_Task description_. All entries, exactly as written, should be output again.

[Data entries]
◆ ◆ ◆ ◆ ◆
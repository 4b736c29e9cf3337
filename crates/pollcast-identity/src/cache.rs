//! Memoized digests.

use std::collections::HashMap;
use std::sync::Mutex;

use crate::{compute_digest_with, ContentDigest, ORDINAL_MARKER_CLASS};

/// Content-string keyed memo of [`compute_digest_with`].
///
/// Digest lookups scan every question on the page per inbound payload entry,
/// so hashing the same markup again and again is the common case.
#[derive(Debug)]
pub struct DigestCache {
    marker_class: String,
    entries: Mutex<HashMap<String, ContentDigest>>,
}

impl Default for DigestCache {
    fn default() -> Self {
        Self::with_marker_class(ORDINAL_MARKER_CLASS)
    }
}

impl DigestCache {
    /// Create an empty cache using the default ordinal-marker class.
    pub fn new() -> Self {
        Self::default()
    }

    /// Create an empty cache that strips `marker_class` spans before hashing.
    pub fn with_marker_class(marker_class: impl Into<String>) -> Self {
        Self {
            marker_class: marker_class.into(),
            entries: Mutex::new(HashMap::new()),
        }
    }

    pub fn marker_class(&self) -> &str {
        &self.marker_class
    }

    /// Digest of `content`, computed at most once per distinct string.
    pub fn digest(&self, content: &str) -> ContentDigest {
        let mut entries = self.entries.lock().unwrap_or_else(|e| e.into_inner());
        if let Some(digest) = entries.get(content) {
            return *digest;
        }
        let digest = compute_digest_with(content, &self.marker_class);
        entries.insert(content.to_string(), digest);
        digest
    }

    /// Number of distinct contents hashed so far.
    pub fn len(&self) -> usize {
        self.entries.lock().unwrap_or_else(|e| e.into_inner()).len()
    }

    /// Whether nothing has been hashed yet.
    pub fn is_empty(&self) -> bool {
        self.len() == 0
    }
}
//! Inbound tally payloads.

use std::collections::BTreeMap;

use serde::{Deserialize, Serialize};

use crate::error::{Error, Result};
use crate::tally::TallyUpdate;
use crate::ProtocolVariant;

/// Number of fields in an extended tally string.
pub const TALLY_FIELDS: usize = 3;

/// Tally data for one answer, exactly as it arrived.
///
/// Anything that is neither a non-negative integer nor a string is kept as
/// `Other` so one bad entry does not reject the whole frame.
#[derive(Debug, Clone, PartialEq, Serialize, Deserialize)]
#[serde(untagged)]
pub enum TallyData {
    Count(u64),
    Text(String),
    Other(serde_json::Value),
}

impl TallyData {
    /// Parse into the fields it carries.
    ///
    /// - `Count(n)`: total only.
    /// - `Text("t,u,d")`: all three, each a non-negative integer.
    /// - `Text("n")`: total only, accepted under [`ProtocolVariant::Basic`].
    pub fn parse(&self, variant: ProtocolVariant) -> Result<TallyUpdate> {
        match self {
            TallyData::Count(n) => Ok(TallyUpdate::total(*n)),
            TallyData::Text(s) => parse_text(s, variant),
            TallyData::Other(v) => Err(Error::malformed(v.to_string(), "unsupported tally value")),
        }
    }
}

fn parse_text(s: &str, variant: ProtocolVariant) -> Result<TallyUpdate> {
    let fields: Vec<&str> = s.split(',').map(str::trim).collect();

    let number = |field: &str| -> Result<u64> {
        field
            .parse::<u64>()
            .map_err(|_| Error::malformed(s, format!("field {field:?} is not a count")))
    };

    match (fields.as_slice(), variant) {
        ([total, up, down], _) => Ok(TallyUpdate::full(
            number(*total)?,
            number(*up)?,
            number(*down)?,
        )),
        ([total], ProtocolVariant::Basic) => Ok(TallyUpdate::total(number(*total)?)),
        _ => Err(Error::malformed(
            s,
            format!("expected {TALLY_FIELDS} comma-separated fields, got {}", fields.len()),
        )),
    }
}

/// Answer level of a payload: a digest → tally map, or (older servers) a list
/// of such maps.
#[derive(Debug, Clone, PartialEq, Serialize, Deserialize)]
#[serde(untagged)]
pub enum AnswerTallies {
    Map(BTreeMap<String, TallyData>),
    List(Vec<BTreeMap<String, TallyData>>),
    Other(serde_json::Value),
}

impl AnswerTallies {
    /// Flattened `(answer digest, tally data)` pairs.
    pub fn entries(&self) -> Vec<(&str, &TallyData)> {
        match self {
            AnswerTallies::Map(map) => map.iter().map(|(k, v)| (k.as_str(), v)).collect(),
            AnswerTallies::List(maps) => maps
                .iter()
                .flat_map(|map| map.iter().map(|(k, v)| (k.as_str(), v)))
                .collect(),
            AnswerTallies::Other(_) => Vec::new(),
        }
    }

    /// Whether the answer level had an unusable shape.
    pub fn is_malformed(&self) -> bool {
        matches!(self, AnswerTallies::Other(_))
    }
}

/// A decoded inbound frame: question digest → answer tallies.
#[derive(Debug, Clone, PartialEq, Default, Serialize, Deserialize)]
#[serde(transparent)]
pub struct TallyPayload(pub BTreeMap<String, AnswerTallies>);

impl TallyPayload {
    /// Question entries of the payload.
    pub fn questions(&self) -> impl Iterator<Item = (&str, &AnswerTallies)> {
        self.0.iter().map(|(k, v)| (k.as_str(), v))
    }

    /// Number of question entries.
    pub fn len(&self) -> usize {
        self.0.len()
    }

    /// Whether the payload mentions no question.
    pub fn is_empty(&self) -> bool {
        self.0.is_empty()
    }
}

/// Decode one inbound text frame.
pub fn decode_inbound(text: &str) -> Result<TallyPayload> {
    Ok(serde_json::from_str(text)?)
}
◆ ◆ ◆ ◆ ◆
_Your solution_.
repository 4b736c29e9cf3337
filename crates/pollcast-identity/src/cache.rs
//! Memoized digests.

use std::collections::HashMap;
use std::sync::Mutex;

use crate::{compute_digest_with, ContentDigest, ORDINAL_MARKER_CLASS};

/// Content-string keyed memo of [`compute_digest_with`].
///
/// Digest lookups scan every question on the page per inbound payload entry,
/// so hashing the same markup again and again is the common case.
#[derive(Debug)]
pub struct DigestCache {
    marker_class: String,
    entries: Mutex<HashMap<String, ContentDigest>>,
}

impl Default for DigestCache {
    fn default() -> Self {
        Self::with_marker_class(ORDINAL_MARKER_CLASS)
    }
}

impl DigestCache {
    /// Create an empty cache using the default ordinal-marker class.
    pub fn new() -> Self {
        Self::default()
    }

    /// Create an empty cache that strips `marker_class` spans before hashing.
    pub fn with_marker_class(marker_class: impl Into<String>) -> Self {
        Self {
            marker_class: marker_class.into(),
            entries: Mutex::new(HashMap::new()),
        }
    }

    pub fn marker_class(&self) -> &str {
        &self.marker_class
    }

    /// Digest of `content`, computed at most once per distinct string.
    pub fn digest(&self, content: &str) -> ContentDigest {
        let mut entries = self.entries.lock().unwrap_or_else(|e| e.into_inner());
        if let Some(digest) = entries.get(content) {
            return *digest;
        }
        let digest = compute_digest_with(content, &self.marker_class);
        entries.insert(content.to_string(), digest);
        digest
    }

    /// Number of distinct contents hashed so far.
    pub fn len(&self) -> usize {
        self.entries.lock().unwrap_or_else(|e| e.into_inner()).len()
    }

    /// Whether nothing has been hashed yet.
    pub fn is_empty(&self) -> bool {
        self.len() == 0
    }
}
//! Inbound tally payloads.

use std::collections::BTreeMap;

use serde::{Deserialize, Serialize};

use crate::error::{Error, Result};
use crate::tally::TallyUpdate;
use crate::ProtocolVariant;

/// Number of fields in an extended tally string.
pub const TALLY_FIELDS: usize = 3;

/// Tally data for one answer, exactly as it arrived.
///
/// Anything that is neither a non-negative integer nor a string is kept as
/// `Other` so one bad entry does not reject the whole frame.
#[derive(Debug, Clone, PartialEq, Serialize, Deserialize)]
#[serde(untagged)]
pub enum TallyData {
    Count(u64),
    Text(String),
    Other(serde_json::Value),
}

impl TallyData {
    /// Parse into the fields it carries.
    ///
    /// - `Count(n)`: total only.
    /// - `Text("t,u,d")`: all three, each a non-negative integer.
    /// - `Text("n")`: total only, accepted under [`ProtocolVariant::Basic`].
    pub fn parse(&self, variant: ProtocolVariant) -> Result<TallyUpdate> {
        match self {
            TallyData::Count(n) => Ok(TallyUpdate::total(*n)),
            TallyData::Text(s) => parse_text(s, variant),
            TallyData::Other(v) => Err(Error::malformed(v.to_string(), "unsupported tally value")),
        }
    }
}

fn parse_text(s: &str, variant: ProtocolVariant) -> Result<TallyUpdate> {
    let fields: Vec<&str> = s.split(',').map(str::trim).collect();

    let number = |field: &str| -> Result<u64> {
        field
            .parse::<u64>()
            .map_err(|_| Error::malformed(s, format!("field {field:?} is not a count")))
    };

    match (fields.as_slice(), variant) {
        ([total, up, down], _) => Ok(TallyUpdate::full(
            number(*total)?,
            number(*up)?,
            number(*down)?,
        )),
        ([total], ProtocolVariant::Basic) => Ok(TallyUpdate::total(number(*total)?)),
        _ => Err(Error::malformed(
            s,
            format!("expected {TALLY_FIELDS} comma-separated fields, got {}", fields.len()),
        )),
    }
}

/// Answer level of a payload: a digest → tally map, or (older servers) a list
/// of such maps.
#[derive(Debug, Clone, PartialEq, Serialize, Deserialize)]
#[serde(untagged)]
pub enum AnswerTallies {
    Map(BTreeMap<String, TallyData>),
    List(Vec<BTreeMap<String, TallyData>>),
    Other(serde_json::Value),
}

impl AnswerTallies {
    /// Flattened `(answer digest, tally data)` pairs.
    pub fn entries(&self) -> Vec<(&str, &TallyData)> {
        match self {
            AnswerTallies::Map(map) => map.iter().map(|(k, v)| (k.as_str(), v)).collect(),
            AnswerTallies::List(maps) => maps
                .iter()
                .flat_map(|map| map.iter().map(|(k, v)| (k.as_str(), v)))
                .collect(),
            AnswerTallies::Other(_) => Vec::new(),
        }
    }

    /// Whether the answer level had an unusable shape.
    pub fn is_malformed(&self) -> bool {
        matches!(self, AnswerTallies::Other(_))
    }
}

/// A decoded inbound frame: question digest → answer tallies.
#[derive(Debug, Clone, PartialEq, Default, Serialize, Deserialize)]
#[serde(transparent)]
pub struct TallyPayload(pub BTreeMap<String, AnswerTallies>);

impl TallyPayload {
    /// Question entries of the payload.
    pub fn questions(&self) -> impl Iterator<Item = (&str, &AnswerTallies)> {
        self.0.iter().map(|(k, v)| (k.as_str(), v))
    }

    /// Number of question entries.
    pub fn len(&self) -> usize {
        self.0.len()
    }

    /// Whether the payload mentions no question.
    pub fn is_empty(&self) -> bool {
        self.0.is_empty()
    }
}

/// Decode one inbound text frame.
pub fn decode_inbound(text: &str) -> Result<TallyPayload> {
    Ok(serde_json::from_str(text)?)
}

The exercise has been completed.